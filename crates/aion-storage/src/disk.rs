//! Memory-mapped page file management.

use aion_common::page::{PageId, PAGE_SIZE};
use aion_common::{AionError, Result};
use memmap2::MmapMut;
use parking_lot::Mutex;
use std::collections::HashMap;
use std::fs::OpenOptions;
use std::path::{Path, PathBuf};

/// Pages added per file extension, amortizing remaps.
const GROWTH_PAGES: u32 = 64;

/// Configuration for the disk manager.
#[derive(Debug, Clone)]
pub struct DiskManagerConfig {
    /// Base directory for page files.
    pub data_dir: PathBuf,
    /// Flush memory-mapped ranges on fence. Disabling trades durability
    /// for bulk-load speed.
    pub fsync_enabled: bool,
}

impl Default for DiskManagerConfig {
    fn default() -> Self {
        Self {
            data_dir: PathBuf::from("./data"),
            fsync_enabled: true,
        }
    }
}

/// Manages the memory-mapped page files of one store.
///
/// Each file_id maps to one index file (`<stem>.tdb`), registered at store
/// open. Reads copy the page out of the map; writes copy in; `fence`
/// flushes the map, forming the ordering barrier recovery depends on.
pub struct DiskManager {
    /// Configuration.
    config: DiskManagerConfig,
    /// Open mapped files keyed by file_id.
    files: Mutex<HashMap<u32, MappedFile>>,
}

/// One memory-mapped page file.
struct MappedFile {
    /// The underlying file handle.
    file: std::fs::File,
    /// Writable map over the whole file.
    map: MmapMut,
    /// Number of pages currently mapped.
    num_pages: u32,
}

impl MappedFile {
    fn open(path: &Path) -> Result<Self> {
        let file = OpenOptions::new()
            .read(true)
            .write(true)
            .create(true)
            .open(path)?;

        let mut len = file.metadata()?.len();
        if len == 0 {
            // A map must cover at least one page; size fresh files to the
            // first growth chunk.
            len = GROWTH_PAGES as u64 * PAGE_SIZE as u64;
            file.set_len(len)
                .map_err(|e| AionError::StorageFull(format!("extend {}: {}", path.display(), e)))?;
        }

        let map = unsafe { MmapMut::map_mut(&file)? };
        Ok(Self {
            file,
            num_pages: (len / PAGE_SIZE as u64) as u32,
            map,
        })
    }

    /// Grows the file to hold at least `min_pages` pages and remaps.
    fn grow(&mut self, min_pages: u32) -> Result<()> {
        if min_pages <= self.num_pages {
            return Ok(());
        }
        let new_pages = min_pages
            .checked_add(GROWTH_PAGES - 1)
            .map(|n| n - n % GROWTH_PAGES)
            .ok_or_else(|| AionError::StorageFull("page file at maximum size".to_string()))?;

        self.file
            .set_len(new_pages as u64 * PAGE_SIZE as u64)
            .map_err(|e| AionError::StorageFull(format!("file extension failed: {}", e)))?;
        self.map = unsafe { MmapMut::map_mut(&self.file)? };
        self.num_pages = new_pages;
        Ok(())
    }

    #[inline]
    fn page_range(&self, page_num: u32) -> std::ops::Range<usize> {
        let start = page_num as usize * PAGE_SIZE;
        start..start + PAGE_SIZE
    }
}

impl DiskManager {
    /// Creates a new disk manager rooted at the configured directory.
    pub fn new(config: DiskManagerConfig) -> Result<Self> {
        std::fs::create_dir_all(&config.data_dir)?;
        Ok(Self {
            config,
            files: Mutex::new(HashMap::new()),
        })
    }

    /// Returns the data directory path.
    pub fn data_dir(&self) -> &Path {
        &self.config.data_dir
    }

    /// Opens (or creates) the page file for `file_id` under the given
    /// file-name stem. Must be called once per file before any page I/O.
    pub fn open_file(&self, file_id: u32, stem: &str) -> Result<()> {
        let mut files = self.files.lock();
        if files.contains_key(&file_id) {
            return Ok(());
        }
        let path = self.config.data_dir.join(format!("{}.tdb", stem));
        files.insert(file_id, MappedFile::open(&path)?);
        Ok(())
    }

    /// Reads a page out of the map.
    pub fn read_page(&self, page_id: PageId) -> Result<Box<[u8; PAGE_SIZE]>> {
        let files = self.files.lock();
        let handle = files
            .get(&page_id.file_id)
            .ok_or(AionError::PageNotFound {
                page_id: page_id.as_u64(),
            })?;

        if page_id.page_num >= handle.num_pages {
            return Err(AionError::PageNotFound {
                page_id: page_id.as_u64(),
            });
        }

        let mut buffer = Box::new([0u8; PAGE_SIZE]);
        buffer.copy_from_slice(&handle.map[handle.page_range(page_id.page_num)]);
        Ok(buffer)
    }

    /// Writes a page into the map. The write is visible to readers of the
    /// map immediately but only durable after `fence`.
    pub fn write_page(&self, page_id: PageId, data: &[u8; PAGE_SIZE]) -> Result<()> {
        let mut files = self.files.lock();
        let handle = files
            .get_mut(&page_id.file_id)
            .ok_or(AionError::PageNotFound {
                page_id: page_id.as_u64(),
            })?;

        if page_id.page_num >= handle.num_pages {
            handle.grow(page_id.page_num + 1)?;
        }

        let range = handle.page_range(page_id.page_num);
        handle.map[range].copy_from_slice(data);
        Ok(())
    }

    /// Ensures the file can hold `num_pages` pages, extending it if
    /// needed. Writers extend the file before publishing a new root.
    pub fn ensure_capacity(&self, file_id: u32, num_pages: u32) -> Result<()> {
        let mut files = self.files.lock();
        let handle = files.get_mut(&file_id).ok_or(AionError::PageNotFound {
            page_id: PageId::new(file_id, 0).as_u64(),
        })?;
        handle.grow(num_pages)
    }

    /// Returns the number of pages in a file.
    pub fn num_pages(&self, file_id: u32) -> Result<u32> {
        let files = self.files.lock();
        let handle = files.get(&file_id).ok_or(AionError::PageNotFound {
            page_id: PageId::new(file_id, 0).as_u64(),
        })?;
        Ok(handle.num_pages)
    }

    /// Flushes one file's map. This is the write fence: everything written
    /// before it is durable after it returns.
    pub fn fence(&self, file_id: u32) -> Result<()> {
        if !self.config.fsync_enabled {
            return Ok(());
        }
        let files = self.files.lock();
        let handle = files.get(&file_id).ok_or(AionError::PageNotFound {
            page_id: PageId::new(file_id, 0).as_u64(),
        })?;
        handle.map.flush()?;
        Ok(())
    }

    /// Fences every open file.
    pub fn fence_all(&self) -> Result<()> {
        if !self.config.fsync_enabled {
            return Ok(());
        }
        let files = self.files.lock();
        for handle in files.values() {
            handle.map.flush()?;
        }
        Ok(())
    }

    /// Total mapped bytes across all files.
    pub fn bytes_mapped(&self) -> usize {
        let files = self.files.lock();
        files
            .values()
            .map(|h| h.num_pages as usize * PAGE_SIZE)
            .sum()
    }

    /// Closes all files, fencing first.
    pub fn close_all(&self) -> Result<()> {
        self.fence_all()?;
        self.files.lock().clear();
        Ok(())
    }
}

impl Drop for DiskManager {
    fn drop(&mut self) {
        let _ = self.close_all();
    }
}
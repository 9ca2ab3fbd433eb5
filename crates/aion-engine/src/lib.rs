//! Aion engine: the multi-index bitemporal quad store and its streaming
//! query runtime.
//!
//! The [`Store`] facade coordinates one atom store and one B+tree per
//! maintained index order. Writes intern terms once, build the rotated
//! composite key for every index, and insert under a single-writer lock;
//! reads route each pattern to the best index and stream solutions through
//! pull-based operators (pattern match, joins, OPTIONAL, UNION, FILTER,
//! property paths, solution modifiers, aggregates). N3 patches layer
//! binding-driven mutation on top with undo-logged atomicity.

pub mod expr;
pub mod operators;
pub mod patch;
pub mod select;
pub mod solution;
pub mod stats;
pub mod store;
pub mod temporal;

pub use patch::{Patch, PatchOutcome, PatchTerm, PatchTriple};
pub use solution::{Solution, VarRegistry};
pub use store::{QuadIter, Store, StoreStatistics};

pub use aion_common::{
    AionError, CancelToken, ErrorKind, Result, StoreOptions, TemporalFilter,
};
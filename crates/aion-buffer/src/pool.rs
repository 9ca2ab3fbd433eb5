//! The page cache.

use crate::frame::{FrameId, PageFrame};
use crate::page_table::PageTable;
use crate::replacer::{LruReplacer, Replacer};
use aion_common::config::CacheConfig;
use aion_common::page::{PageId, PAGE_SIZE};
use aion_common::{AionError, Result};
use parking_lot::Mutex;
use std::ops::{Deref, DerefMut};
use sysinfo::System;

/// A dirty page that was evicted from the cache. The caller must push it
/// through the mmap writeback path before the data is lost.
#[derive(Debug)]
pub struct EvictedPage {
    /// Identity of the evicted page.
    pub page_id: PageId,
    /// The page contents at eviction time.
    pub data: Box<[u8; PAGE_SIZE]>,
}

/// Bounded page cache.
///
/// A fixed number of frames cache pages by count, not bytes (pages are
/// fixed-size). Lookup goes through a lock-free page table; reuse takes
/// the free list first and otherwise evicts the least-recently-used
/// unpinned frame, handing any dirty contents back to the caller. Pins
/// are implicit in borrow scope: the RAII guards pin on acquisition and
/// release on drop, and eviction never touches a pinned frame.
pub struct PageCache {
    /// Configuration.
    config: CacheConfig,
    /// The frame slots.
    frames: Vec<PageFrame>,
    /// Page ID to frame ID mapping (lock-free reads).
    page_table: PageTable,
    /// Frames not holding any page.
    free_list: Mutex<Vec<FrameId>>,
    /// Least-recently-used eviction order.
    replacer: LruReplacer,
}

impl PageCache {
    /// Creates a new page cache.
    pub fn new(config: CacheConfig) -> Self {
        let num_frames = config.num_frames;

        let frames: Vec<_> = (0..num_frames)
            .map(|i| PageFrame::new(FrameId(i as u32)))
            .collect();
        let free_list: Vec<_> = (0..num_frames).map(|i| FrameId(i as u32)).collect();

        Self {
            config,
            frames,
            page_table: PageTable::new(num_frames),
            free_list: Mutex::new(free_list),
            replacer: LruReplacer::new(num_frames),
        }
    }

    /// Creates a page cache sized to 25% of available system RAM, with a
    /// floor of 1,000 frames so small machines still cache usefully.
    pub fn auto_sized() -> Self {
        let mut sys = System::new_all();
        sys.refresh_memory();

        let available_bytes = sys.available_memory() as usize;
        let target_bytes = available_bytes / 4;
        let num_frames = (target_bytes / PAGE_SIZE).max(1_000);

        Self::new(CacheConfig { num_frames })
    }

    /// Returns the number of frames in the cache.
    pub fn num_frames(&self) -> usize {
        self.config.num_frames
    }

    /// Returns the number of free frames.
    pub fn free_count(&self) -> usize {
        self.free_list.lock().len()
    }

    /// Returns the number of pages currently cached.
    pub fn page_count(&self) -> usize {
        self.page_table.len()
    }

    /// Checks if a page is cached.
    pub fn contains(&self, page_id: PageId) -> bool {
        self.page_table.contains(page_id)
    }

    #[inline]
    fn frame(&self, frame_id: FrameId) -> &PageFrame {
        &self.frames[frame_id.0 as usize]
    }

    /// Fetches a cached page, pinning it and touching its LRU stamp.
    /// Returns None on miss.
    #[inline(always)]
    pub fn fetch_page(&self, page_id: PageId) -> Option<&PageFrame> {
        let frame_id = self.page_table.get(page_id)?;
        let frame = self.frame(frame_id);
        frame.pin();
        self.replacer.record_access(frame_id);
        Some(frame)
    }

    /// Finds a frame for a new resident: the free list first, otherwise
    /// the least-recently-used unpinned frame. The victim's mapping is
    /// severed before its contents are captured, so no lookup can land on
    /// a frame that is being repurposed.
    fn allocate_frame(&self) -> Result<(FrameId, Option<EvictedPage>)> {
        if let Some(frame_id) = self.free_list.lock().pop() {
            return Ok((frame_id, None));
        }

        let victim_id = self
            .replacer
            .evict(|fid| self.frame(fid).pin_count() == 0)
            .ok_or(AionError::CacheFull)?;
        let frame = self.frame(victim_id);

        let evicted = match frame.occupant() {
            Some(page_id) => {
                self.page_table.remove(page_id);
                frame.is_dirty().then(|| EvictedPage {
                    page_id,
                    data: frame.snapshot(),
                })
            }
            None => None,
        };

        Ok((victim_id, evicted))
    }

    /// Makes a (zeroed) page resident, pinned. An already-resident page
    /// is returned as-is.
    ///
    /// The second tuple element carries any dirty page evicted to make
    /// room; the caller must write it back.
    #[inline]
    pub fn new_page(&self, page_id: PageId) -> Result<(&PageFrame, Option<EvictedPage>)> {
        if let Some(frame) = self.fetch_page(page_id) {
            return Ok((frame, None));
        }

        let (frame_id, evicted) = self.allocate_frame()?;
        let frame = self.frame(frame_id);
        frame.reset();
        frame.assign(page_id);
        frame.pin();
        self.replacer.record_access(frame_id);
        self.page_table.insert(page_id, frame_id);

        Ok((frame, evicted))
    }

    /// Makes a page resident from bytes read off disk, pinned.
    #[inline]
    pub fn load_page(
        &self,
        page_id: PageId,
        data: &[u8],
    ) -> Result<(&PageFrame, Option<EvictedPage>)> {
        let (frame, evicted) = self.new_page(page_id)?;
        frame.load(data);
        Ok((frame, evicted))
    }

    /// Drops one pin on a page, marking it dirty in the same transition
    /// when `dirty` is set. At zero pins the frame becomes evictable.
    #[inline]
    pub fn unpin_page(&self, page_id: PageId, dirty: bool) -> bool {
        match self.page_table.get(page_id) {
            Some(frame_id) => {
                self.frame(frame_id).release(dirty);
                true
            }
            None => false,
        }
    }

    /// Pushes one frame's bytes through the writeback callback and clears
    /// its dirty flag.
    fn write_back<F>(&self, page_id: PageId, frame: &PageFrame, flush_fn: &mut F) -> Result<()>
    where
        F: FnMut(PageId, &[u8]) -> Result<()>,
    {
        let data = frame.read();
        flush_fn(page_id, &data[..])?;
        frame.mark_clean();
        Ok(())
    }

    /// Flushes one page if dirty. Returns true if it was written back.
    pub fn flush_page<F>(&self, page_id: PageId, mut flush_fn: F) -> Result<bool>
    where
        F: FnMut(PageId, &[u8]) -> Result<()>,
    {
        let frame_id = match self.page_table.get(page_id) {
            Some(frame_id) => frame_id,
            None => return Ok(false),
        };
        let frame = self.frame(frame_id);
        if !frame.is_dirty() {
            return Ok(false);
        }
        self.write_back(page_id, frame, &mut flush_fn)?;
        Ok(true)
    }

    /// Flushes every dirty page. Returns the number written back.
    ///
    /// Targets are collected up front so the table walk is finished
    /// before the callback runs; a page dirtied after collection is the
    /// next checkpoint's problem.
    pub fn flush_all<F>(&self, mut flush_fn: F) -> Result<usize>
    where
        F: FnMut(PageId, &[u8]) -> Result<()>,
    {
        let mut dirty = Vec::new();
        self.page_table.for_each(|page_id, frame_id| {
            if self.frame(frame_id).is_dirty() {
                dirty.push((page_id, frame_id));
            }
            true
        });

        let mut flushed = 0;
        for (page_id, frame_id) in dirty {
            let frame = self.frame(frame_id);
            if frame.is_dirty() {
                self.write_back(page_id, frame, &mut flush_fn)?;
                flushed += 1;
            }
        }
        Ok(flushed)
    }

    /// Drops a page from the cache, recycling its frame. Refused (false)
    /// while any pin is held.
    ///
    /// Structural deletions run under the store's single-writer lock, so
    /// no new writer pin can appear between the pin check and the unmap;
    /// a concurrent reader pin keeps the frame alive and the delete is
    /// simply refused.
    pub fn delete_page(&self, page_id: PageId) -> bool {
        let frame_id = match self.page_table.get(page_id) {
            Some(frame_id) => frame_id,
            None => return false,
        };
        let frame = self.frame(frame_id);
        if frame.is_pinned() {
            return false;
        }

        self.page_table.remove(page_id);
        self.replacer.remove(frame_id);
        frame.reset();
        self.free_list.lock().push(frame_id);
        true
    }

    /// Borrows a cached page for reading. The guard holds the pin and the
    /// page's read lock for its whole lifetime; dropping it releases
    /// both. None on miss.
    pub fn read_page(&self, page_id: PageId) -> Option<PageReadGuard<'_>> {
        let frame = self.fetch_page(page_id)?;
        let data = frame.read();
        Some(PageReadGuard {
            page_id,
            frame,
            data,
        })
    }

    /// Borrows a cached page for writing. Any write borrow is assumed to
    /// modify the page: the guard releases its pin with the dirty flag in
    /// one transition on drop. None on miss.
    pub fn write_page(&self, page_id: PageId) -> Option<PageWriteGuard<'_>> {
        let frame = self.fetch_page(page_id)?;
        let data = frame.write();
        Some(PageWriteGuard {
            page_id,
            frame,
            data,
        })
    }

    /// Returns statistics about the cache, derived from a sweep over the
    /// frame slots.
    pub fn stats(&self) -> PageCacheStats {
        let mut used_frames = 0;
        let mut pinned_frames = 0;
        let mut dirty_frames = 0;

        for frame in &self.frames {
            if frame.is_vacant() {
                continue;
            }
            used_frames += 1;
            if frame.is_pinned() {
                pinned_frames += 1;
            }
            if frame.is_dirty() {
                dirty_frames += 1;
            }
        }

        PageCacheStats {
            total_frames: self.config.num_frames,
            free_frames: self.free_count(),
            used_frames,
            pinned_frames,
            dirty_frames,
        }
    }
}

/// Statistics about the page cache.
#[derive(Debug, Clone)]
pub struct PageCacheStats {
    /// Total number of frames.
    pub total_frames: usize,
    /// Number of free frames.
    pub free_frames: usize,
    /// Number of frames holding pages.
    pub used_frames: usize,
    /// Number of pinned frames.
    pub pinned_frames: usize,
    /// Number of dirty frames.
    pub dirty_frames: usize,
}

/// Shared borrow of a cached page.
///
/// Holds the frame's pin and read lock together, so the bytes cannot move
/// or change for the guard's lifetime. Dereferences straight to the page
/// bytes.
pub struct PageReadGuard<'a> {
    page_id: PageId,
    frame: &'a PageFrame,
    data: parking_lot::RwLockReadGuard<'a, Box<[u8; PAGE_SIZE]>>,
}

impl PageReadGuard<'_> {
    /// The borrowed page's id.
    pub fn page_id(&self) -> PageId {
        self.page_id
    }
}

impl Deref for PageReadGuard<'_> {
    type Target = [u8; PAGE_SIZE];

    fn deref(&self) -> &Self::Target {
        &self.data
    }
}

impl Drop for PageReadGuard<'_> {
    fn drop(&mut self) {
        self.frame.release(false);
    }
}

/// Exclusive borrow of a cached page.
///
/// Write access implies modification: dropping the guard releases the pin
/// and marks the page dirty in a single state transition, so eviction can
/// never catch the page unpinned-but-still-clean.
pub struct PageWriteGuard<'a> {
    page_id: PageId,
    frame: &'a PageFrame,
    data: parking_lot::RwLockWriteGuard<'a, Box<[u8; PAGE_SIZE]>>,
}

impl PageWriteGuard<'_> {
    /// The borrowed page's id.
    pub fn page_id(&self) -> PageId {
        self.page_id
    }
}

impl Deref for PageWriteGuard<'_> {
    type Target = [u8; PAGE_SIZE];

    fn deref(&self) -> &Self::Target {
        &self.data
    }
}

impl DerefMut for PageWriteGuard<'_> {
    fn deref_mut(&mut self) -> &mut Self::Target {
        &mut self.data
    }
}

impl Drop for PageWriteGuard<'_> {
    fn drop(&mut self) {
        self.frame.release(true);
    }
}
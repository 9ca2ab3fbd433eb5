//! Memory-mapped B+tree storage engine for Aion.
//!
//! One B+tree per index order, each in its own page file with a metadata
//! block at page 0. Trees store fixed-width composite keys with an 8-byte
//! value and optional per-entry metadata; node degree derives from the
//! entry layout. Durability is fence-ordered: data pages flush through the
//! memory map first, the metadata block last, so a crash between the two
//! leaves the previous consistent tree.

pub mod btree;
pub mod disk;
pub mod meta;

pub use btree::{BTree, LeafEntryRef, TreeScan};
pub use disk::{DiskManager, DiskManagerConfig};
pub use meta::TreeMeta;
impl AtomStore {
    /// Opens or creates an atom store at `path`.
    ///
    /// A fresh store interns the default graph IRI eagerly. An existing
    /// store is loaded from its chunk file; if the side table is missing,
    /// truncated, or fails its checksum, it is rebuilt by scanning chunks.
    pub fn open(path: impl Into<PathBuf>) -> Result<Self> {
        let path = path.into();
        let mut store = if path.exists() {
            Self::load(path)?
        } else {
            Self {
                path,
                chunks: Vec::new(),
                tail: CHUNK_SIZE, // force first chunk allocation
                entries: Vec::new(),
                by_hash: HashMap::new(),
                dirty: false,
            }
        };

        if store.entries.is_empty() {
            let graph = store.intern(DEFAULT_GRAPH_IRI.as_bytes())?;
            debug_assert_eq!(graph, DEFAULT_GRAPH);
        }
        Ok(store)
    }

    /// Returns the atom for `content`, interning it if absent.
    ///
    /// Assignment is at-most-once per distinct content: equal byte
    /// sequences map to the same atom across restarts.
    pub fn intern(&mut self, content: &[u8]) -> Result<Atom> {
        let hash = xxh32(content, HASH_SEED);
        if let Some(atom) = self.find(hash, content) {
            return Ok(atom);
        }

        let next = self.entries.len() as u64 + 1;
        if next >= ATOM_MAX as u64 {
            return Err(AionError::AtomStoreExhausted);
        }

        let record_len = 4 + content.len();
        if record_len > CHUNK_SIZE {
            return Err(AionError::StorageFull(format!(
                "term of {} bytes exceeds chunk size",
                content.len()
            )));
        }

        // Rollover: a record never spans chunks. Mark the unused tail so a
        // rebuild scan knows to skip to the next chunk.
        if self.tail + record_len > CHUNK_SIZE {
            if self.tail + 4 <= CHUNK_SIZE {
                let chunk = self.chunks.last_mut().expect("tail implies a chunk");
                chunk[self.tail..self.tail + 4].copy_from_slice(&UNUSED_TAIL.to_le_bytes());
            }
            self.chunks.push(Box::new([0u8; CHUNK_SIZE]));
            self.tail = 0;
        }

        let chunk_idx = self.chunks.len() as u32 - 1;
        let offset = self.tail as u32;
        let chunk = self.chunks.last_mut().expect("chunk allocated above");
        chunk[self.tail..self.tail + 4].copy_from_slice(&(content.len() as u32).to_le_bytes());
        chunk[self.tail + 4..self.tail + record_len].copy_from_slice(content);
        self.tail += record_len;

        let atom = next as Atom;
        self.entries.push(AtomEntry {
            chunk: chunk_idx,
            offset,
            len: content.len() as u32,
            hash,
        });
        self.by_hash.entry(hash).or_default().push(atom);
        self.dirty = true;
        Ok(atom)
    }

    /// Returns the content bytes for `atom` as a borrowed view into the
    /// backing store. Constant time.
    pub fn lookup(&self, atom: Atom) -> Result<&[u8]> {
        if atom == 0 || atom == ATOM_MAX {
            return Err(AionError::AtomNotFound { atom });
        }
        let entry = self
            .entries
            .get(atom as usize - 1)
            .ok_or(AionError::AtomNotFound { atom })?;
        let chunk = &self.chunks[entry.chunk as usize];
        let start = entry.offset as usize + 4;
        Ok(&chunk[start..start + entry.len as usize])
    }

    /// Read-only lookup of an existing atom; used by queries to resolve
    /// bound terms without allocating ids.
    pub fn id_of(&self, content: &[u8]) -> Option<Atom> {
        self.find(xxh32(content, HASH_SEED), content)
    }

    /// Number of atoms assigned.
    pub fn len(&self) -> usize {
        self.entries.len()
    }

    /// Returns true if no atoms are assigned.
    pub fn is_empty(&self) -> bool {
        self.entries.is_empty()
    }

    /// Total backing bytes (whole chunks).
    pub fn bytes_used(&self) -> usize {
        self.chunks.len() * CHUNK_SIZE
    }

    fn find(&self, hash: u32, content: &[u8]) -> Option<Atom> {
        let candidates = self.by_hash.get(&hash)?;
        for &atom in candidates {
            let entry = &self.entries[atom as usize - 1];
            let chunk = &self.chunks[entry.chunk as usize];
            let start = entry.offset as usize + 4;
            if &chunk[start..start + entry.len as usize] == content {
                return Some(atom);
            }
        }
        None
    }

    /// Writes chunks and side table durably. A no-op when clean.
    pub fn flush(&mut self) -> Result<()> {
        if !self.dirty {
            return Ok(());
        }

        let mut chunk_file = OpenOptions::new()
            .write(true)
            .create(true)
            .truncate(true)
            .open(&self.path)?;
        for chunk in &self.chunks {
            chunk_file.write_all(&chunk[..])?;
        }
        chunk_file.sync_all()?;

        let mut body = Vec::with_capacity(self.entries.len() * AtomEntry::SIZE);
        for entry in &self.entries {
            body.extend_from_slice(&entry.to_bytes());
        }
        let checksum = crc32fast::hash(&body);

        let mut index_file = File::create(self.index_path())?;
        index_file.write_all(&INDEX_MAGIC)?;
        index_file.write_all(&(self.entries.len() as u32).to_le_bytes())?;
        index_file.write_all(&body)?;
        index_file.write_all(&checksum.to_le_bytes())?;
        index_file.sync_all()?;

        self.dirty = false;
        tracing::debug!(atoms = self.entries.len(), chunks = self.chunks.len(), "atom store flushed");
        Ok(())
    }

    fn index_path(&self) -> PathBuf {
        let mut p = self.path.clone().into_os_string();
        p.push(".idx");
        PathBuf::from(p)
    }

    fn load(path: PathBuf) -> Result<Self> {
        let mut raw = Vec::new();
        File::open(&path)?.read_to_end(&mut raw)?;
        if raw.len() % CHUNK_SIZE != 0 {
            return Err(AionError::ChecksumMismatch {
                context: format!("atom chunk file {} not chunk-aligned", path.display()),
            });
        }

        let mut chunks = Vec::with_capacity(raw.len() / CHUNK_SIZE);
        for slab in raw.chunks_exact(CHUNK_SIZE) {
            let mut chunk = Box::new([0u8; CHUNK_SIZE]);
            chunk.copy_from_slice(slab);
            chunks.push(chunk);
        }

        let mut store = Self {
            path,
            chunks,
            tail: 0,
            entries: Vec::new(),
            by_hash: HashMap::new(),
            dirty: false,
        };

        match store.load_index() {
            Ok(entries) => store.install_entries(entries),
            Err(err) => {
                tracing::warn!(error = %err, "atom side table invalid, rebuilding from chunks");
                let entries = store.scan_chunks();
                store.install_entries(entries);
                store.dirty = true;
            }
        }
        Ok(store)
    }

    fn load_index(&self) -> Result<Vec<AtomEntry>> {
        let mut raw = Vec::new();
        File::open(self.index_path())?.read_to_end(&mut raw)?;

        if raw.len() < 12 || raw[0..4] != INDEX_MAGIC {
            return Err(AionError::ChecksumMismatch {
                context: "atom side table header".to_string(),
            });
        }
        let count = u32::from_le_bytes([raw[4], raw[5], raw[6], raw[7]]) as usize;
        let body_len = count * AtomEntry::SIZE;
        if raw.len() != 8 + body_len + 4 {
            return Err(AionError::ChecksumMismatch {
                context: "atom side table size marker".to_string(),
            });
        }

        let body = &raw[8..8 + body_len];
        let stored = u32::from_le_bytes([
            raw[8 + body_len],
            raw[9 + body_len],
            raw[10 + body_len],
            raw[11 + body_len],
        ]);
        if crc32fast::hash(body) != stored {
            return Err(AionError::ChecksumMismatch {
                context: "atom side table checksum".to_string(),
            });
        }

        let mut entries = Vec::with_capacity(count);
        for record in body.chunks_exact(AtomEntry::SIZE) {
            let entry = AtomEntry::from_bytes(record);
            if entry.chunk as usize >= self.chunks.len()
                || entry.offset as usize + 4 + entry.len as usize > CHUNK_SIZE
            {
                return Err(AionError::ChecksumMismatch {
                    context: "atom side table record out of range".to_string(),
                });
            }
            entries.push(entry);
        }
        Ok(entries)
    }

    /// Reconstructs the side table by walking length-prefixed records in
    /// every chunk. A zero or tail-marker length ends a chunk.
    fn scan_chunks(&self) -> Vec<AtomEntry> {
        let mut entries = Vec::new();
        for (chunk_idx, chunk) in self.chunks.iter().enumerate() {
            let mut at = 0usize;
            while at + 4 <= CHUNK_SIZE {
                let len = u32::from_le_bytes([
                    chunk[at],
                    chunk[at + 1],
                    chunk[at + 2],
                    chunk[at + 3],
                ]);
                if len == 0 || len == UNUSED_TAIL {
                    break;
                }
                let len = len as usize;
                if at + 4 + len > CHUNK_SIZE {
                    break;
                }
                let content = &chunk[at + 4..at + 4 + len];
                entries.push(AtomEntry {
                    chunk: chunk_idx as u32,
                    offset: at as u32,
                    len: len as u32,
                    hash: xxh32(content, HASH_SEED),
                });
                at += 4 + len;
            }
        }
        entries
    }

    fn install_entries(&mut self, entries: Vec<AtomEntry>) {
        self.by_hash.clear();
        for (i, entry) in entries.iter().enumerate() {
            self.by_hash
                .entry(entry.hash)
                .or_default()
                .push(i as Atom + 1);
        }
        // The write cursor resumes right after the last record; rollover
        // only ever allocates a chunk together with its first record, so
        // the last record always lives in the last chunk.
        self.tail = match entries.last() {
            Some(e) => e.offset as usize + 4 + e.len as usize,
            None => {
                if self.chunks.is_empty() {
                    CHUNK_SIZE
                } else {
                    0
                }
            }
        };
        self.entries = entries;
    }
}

Assignment:
Show every line in the entries where the string "next" occurs.

Exercise response:
    /// next checkpoint's problem.
        let next = self.entries.len() as u64 + 1;
        if next >= ATOM_MAX as u64 {
        // rebuild scan knows to skip to the next chunk.
        let atom = next as Atom;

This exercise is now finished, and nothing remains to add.